→ **THE PROBLEM**
Please return only the lines from the one holding "for (probe, probe_pos, probe_body)" through the one holding "for (a, b) in", exactly as they appear in the records below, both ends included.

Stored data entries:
====

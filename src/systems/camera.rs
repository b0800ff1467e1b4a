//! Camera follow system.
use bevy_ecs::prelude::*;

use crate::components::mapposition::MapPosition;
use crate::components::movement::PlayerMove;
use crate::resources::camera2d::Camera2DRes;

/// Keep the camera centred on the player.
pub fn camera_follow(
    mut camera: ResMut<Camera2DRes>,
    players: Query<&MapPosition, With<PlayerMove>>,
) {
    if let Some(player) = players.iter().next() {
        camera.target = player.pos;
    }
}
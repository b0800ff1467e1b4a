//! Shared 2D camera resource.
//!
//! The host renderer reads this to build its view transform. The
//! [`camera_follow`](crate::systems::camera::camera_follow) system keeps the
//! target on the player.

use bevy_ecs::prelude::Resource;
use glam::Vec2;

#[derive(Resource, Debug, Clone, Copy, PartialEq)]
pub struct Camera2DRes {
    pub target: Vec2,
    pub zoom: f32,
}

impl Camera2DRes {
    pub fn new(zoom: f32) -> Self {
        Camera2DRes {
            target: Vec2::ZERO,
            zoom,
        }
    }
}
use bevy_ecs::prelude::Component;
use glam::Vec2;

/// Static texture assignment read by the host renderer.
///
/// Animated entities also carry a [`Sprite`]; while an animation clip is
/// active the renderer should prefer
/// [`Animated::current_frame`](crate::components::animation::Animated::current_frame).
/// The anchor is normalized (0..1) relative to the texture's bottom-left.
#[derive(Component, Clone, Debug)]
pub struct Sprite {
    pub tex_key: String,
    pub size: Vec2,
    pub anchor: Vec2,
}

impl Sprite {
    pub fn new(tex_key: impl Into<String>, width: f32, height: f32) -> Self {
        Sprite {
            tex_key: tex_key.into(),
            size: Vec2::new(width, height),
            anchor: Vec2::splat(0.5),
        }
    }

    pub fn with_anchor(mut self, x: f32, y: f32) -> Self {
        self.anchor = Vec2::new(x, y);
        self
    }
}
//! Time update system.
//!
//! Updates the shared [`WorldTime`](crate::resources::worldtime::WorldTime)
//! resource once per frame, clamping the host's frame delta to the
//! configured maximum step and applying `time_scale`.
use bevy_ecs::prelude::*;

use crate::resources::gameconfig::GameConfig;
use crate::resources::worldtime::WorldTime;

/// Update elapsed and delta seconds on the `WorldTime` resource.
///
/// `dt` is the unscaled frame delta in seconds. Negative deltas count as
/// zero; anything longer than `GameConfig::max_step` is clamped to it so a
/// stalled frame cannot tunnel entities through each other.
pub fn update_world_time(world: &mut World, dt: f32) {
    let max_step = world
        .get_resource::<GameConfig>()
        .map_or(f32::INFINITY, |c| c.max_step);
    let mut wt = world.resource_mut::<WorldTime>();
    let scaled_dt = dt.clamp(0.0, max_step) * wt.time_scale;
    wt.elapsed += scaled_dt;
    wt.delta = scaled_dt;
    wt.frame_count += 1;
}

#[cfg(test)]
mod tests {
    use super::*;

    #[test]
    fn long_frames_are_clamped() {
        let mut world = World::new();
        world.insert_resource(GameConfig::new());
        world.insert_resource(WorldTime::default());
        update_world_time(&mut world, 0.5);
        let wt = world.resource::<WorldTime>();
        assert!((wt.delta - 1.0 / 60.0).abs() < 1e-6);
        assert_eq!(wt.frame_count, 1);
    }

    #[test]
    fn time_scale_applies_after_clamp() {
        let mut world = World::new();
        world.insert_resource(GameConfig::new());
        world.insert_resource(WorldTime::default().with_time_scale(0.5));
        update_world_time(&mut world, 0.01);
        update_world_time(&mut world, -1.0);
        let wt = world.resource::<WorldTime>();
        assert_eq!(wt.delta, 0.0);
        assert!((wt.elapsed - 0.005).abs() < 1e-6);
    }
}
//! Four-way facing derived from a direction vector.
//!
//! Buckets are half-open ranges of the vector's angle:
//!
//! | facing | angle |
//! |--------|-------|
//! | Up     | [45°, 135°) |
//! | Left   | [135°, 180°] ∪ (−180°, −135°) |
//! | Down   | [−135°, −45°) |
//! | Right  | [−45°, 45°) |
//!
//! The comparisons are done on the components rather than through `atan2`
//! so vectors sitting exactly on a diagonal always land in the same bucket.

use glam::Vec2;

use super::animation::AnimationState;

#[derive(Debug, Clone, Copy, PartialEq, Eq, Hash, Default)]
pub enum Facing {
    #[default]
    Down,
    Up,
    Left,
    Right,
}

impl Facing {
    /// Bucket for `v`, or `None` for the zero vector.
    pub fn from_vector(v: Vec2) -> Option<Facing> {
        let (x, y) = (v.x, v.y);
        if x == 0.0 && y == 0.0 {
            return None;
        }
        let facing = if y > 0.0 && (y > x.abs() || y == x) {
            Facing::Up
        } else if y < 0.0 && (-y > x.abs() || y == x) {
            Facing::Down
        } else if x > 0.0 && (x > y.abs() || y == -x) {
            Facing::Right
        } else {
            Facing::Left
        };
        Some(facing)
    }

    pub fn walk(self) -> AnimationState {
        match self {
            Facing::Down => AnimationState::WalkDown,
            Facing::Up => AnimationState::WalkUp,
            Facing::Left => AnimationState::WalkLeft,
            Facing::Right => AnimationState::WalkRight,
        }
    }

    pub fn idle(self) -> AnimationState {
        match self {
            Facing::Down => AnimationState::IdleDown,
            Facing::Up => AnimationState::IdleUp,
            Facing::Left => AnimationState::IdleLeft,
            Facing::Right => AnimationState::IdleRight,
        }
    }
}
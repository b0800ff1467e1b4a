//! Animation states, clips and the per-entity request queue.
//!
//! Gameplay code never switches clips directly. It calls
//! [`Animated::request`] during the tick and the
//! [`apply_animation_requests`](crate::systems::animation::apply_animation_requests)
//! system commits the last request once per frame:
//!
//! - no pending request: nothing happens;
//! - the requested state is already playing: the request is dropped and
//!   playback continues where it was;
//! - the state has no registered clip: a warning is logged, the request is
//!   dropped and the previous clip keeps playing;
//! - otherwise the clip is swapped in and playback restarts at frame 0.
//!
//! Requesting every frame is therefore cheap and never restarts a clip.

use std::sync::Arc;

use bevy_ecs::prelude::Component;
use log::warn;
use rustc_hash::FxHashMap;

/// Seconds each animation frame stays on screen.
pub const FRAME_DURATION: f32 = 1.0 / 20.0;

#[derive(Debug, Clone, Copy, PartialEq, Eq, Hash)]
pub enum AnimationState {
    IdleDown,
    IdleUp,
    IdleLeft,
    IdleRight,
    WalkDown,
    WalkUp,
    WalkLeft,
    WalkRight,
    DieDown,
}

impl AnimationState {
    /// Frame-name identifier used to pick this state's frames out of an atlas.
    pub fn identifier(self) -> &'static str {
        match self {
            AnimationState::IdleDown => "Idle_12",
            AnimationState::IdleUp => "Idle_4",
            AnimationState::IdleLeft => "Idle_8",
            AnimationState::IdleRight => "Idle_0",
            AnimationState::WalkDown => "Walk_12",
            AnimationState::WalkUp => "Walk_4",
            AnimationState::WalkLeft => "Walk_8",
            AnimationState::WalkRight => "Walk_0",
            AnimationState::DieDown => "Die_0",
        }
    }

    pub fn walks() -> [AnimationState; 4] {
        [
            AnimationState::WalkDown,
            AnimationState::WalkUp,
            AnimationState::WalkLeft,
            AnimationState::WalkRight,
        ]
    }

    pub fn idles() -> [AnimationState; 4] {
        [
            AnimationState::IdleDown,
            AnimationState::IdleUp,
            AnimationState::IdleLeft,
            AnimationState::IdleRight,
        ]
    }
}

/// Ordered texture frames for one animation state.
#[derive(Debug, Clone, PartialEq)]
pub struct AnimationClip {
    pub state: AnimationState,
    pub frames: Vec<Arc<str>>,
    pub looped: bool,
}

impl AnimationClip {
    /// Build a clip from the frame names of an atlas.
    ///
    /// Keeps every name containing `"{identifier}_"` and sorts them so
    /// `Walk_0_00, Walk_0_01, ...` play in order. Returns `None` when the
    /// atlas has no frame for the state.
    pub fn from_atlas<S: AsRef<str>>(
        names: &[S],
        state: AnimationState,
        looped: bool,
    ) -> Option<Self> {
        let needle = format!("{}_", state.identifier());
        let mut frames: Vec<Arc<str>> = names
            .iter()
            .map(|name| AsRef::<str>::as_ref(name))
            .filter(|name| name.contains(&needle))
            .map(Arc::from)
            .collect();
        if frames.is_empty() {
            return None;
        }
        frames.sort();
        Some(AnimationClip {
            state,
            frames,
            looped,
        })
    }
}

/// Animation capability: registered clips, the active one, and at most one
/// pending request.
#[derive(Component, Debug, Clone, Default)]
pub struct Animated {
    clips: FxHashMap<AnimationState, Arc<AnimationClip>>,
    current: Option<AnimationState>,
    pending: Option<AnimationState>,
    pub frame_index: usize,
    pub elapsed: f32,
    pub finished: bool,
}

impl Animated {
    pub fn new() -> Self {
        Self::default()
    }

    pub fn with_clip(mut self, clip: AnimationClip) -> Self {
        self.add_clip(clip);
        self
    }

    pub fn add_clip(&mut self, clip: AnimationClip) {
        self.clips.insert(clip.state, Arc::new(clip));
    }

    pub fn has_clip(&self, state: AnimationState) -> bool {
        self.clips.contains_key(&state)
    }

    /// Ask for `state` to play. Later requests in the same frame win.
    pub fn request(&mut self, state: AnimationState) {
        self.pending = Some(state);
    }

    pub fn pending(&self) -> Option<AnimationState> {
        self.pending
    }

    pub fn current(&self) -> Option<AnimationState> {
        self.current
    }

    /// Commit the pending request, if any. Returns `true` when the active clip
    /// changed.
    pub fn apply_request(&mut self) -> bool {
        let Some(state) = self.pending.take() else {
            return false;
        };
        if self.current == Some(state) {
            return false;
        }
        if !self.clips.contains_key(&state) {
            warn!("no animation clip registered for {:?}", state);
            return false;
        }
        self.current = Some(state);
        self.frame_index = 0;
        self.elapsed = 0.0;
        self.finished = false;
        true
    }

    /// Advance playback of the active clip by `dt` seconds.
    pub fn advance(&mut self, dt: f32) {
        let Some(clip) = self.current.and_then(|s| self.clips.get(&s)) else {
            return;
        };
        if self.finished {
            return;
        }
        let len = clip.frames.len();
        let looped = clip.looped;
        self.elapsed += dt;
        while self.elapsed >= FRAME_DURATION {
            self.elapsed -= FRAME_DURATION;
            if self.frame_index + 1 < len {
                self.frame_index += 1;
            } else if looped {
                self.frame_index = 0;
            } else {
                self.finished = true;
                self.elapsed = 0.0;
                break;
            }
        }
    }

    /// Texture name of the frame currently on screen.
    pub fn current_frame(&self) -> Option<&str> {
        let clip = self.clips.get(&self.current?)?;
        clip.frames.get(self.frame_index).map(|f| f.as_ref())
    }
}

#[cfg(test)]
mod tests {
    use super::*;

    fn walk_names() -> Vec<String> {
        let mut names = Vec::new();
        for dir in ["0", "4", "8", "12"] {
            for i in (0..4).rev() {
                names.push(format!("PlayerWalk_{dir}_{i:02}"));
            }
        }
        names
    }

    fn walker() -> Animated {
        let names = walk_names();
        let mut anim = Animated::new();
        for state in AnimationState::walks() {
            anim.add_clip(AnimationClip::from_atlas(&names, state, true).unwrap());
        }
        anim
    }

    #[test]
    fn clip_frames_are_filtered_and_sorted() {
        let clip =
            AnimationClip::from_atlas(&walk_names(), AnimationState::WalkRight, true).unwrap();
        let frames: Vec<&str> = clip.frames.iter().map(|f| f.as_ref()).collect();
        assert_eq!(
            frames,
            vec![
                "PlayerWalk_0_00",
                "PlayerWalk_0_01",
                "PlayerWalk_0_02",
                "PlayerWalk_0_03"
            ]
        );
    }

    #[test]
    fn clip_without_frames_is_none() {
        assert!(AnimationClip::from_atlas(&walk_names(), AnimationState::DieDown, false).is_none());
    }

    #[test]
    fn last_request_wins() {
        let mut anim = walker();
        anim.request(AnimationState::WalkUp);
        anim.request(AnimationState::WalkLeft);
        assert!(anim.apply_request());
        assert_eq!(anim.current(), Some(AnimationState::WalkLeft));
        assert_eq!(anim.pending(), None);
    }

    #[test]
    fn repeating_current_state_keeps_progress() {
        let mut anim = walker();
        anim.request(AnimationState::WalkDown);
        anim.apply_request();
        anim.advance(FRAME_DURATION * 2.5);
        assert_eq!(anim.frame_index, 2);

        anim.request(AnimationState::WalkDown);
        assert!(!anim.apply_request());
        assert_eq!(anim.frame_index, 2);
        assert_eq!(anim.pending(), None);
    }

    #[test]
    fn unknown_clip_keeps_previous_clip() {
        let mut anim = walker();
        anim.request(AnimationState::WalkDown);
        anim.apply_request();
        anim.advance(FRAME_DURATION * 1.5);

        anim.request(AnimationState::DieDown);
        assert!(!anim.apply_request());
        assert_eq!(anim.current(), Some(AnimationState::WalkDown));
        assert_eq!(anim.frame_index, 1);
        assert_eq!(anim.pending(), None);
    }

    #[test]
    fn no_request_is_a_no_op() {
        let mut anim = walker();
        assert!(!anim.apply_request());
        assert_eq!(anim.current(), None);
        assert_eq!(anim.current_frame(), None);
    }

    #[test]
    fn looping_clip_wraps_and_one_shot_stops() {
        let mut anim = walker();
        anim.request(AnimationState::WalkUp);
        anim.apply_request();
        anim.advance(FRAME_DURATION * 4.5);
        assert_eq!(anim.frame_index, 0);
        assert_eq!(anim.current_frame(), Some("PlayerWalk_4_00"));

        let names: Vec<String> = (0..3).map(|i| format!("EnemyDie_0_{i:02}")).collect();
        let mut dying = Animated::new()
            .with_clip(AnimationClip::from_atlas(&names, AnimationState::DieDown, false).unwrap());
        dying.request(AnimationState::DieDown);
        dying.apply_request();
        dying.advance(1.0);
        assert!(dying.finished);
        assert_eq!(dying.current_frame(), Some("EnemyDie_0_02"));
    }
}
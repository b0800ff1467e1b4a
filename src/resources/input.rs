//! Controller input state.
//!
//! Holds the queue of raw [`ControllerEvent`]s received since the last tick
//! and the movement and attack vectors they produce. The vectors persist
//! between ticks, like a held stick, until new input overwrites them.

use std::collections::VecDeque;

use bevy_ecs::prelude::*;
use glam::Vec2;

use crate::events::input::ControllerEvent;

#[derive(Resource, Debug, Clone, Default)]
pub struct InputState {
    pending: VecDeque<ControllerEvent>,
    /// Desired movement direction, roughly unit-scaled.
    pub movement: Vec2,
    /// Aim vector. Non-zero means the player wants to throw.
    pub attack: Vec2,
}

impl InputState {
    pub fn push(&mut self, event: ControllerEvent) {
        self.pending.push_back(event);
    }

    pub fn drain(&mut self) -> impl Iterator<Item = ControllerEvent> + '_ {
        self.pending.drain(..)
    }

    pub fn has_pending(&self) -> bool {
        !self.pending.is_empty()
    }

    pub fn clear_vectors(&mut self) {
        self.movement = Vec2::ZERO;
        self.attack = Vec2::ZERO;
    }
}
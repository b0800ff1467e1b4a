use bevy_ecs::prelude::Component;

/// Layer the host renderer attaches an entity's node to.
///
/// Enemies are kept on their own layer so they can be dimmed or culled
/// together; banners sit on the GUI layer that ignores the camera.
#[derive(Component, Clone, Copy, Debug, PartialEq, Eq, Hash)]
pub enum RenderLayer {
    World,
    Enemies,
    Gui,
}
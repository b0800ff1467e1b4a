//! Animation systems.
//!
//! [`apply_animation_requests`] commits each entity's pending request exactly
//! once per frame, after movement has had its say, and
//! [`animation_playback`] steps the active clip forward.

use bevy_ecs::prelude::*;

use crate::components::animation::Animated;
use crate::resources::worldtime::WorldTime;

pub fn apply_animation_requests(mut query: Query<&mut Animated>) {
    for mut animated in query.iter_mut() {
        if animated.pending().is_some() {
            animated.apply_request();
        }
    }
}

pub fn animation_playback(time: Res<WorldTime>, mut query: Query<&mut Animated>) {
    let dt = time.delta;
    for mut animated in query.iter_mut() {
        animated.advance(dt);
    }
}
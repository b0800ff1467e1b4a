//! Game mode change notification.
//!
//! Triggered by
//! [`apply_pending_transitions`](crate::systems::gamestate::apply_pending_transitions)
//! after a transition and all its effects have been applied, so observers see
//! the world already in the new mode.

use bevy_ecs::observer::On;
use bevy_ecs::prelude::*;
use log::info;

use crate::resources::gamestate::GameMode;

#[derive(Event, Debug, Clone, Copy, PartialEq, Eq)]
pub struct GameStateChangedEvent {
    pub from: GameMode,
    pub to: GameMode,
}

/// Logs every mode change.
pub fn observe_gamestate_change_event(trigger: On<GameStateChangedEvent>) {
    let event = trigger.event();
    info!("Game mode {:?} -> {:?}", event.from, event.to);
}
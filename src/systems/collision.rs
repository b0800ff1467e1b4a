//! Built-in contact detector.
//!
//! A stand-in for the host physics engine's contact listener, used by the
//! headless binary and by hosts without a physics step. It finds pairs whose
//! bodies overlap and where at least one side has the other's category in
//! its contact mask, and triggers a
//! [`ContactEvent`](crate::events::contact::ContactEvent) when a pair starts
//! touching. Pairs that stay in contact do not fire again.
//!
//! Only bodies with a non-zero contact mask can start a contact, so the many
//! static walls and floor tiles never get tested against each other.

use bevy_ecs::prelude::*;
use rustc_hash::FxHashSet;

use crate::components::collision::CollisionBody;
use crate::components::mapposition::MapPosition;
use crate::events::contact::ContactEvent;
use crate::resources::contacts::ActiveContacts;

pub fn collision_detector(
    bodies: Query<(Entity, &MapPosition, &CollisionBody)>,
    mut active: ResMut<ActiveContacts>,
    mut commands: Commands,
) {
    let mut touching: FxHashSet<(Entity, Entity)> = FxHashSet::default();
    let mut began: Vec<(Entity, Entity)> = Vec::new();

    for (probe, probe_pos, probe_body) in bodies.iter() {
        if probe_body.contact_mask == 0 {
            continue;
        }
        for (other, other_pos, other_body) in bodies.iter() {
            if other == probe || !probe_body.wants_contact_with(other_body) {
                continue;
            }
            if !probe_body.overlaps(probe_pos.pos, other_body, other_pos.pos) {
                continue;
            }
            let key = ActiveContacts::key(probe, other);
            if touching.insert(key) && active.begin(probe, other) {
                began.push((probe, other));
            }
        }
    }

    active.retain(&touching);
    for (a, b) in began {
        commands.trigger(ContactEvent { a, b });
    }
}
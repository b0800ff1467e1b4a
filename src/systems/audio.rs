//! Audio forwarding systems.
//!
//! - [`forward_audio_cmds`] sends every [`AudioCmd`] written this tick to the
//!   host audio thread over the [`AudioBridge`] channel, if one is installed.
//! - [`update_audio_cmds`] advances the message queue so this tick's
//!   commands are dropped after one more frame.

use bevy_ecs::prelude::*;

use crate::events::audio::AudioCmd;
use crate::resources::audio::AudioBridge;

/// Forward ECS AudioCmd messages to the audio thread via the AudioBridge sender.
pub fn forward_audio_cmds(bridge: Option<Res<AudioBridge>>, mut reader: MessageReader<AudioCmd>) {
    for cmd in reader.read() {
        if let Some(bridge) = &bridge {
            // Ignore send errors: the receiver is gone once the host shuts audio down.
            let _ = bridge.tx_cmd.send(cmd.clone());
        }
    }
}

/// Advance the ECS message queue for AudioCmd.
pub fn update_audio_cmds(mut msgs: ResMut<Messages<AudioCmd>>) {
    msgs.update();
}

====

→ **SOLVED PROBLEM**
    for (probe, probe_pos, probe_body) in bodies.iter() {
        if probe_body.contact_mask == 0 {
            continue;
        }
        for (other, other_pos, other_body) in bodies.iter() {
            if other == probe || !probe_body.wants_contact_with(other_body) {
                continue;
            }
            if !probe_body.overlaps(probe_pos.pos, other_body, other_pos.pos) {
                continue;
            }
            let key = ActiveContacts::key(probe, other);
            if touching.insert(key) && active.begin(probe, other) {
                began.push((probe, other));
            }
        }
    }

    active.retain(&touching);
    for (a, b) in began {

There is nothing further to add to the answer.